- **EXERCISE BRIEF**
Among the entries that follow, find the lines holding "into" and say how many there are, with no other words.
** Opening MATERIAL PROVIDED block **
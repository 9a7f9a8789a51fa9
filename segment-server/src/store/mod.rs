//! Segment record persistence.
//!
//! The registrar talks to storage only through [`SegmentStore`], injected at
//! construction. Records are created and deleted, never updated.

mod error;
mod file;
mod memory;

pub use error::StoreError;
pub use file::JsonFileStore;
pub use memory::MemoryStore;

use crate::domain::{NewSegment, SegmentId, SegmentRecord};

/// A store of segment records.
///
/// Implementations serialize their own writes; callers need no locking.
pub trait SegmentStore: Send + Sync {
    /// Persist a new segment under a fresh id.
    fn create(&self, segment: NewSegment) -> Result<SegmentRecord, StoreError>;

    /// Fetch one record.
    fn get(&self, id: SegmentId) -> Result<Option<SegmentRecord>, StoreError>;

    /// Remove a record, returning it, or `None` if there was no such id.
    fn delete(&self, id: SegmentId) -> Result<Option<SegmentRecord>, StoreError>;

    /// All records, newest first.
    fn list(&self) -> Result<Vec<SegmentRecord>, StoreError>;

    /// Number of records.
    fn len(&self) -> Result<usize, StoreError>;
}

#[cfg(test)]
pub(crate) mod test_support {
    use crate::domain::{GeometryDocument, NewSegment, ReferenceData, SegmentForm, SegmentRequest};

    /// A valid new segment with the given type.
    pub(crate) fn new_segment(segment_type: &str) -> NewSegment {
        let form = SegmentForm {
            reference_date: "2024-03-15".into(),
            state_id: "13".into(),
            route_id: "4".into(),
            segment_type: segment_type.into(),
            initial_milepost: "1".into(),
            final_milepost: "2".into(),
        };
        let request = SegmentRequest::validate(&form, &ReferenceData::seeded()).unwrap();
        let geometry =
            GeometryDocument::parse(br#"{"geometry":{"type":"LineString","coordinates":[]}}"#)
                .unwrap();
        NewSegment::new(&request, geometry).unwrap()
    }
}
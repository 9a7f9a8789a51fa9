//! Application state for the web layer.

use std::sync::Arc;

use crate::registrar::SegmentRegistrar;

/// Shared application state.
#[derive(Clone)]
pub struct AppState {
    /// Validation, fetch and persistence for segments
    pub registrar: Arc<SegmentRegistrar>,
}

impl AppState {
    /// Create a new app state.
    pub fn new(registrar: SegmentRegistrar) -> Self {
        Self {
            registrar: Arc::new(registrar),
        }
    }
}
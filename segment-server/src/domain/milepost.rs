//! Kilometre markers along a route.

use std::fmt;

use serde::{Deserialize, Serialize};

/// Error returned for a milepost that is not a finite, non-negative number.
#[derive(Debug, Clone, PartialEq, Eq, thiserror::Error)]
#[error("invalid milepost: {reason}")]
pub struct InvalidMilepost {
    reason: &'static str,
}

/// Largest accepted position. Longer than any federal highway.
pub const MAX_KM: f64 = 100_000.0;

/// A non-negative kilometre position along a route.
///
/// The value is kept as entered; [`Milepost::query_value`] produces the
/// metre-precision form the upstream service expects.
#[derive(Clone, Copy, PartialEq, PartialOrd, Serialize, Deserialize)]
#[serde(try_from = "f64", into = "f64")]
pub struct Milepost(f64);

impl Milepost {
    /// Create a milepost from a kilometre value.
    pub fn new(km: f64) -> Result<Self, InvalidMilepost> {
        if !km.is_finite() {
            return Err(InvalidMilepost {
                reason: "must be a finite number",
            });
        }
        if km < 0.0 {
            return Err(InvalidMilepost {
                reason: "must not be negative",
            });
        }
        if km > MAX_KM {
            return Err(InvalidMilepost {
                reason: "must not exceed 100000 km",
            });
        }
        // Normalise -0.0 so it renders as "0.000".
        Ok(Milepost(km + 0.0))
    }

    /// Parse a plain decimal such as `"12.5"` or `"7"`.
    ///
    /// Grouping separators and exponents are rejected.
    pub fn parse(s: &str) -> Result<Self, InvalidMilepost> {
        let s = s.trim();
        let well_formed = !s.is_empty()
            && s.bytes().all(|b| b.is_ascii_digit() || b == b'.' || b == b'-' || b == b'+')
            && s.bytes().filter(|&b| b == b'.').count() <= 1
            && s.bytes().any(|b| b.is_ascii_digit());
        if !well_formed {
            return Err(InvalidMilepost {
                reason: "must be a decimal number",
            });
        }
        let km: f64 = s.parse().map_err(|_| InvalidMilepost {
            reason: "must be a decimal number",
        })?;
        Self::new(km)
    }

    /// The raw kilometre value.
    pub fn km(&self) -> f64 {
        self.0
    }

    /// The position rounded half away from zero to whole metres.
    ///
    /// Two mileposts are distinct upstream only if their metres differ.
    pub fn metres(&self) -> u64 {
        // Bounded by MAX_KM, so the cast cannot saturate.
        (self.0 * 1000.0).round() as u64
    }

    /// Fixed-point form with exactly three fractional digits and no grouping,
    /// rounding half away from zero: `5` becomes `"5.000"`.
    pub fn query_value(&self) -> String {
        let metres = self.metres();
        format!("{}.{:03}", metres / 1000, metres % 1000)
    }
}

impl TryFrom<f64> for Milepost {
    type Error = InvalidMilepost;

    fn try_from(value: f64) -> Result<Self, Self::Error> {
        Self::new(value)
    }
}

impl From<Milepost> for f64 {
    fn from(milepost: Milepost) -> Self {
        milepost.0
    }
}

impl fmt::Debug for Milepost {
    fn fmt(&self, f: &mut fmt::Formatter<'_>) -> fmt::Result {
        write!(f, "Milepost({})", self.query_value())
    }
}

impl fmt::Display for Milepost {
    fn fmt(&self, f: &mut fmt::Formatter<'_>) -> fmt::Result {
        f.write_str(&self.query_value())
    }
}


#[cfg(test)]
mod proptests {
    use super::*;
    use proptest::prelude::*;

    proptest! {
        /// Exactly three fractional digits and only digits around the point.
        #[test]
        fn always_three_fraction_digits(km in 0.0f64..100_000.0) {
            let value = Milepost::new(km).unwrap().query_value();
            let (whole, frac) = value.split_once('.').unwrap();
            prop_assert!(!whole.is_empty());
            prop_assert!(whole.bytes().all(|b| b.is_ascii_digit()));
            prop_assert_eq!(frac.len(), 3);
            prop_assert!(frac.bytes().all(|b| b.is_ascii_digit()));
        }

        /// The rendered value is within half a millimetre of the input.
        #[test]
        fn rendering_is_close(km in 0.0f64..100_000.0) {
            let rendered: f64 = Milepost::new(km).unwrap().query_value().parse().unwrap();
            prop_assert!((rendered - km).abs() <= 0.0005 + 1e-9);
        }

        /// Whole metres render exactly.
        #[test]
        fn whole_metres_exact(metres in 0u64..10_000_000) {
            let km = metres as f64 / 1000.0;
            let expected = format!("{}.{:03}", metres / 1000, metres % 1000);
            prop_assert_eq!(Milepost::new(km).unwrap().query_value(), expected);
        }
    }
}
//! Domain error types.
//!
//! These cover inconsistent reference data. Per-value parse failures have
//! their own small error types next to the values they guard.

use super::{RouteId, StateId};

/// Domain-level errors for reference data consistency.
#[derive(Debug, Clone, thiserror::Error)]
pub enum DomainError {
    /// Two states share an internal identifier
    #[error("duplicate state id {0}")]
    DuplicateState(StateId),

    /// Two routes share an internal identifier
    #[error("duplicate route id {0}")]
    DuplicateRoute(RouteId),

    /// Reference data could not be read or decoded
    #[error("failed to load reference data: {message}")]
    ReferenceLoad { message: String },
}

#[cfg(test)]
mod tests {
    use super::*;

    #[test]
    fn error_display() {
        let err = DomainError::DuplicateState(StateId(3));
        assert_eq!(err.to_string(), "duplicate state id 3");

        let err = DomainError::DuplicateRoute(RouteId(7));
        assert_eq!(err.to_string(), "duplicate route id 7");

        let err = DomainError::ReferenceLoad {
            message: "missing file".into(),
        };
        assert_eq!(err.to_string(), "failed to load reference data: missing file");
    }
}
** Closing MATERIAL PROVIDED block **
- **YOUR RESPONSE**
8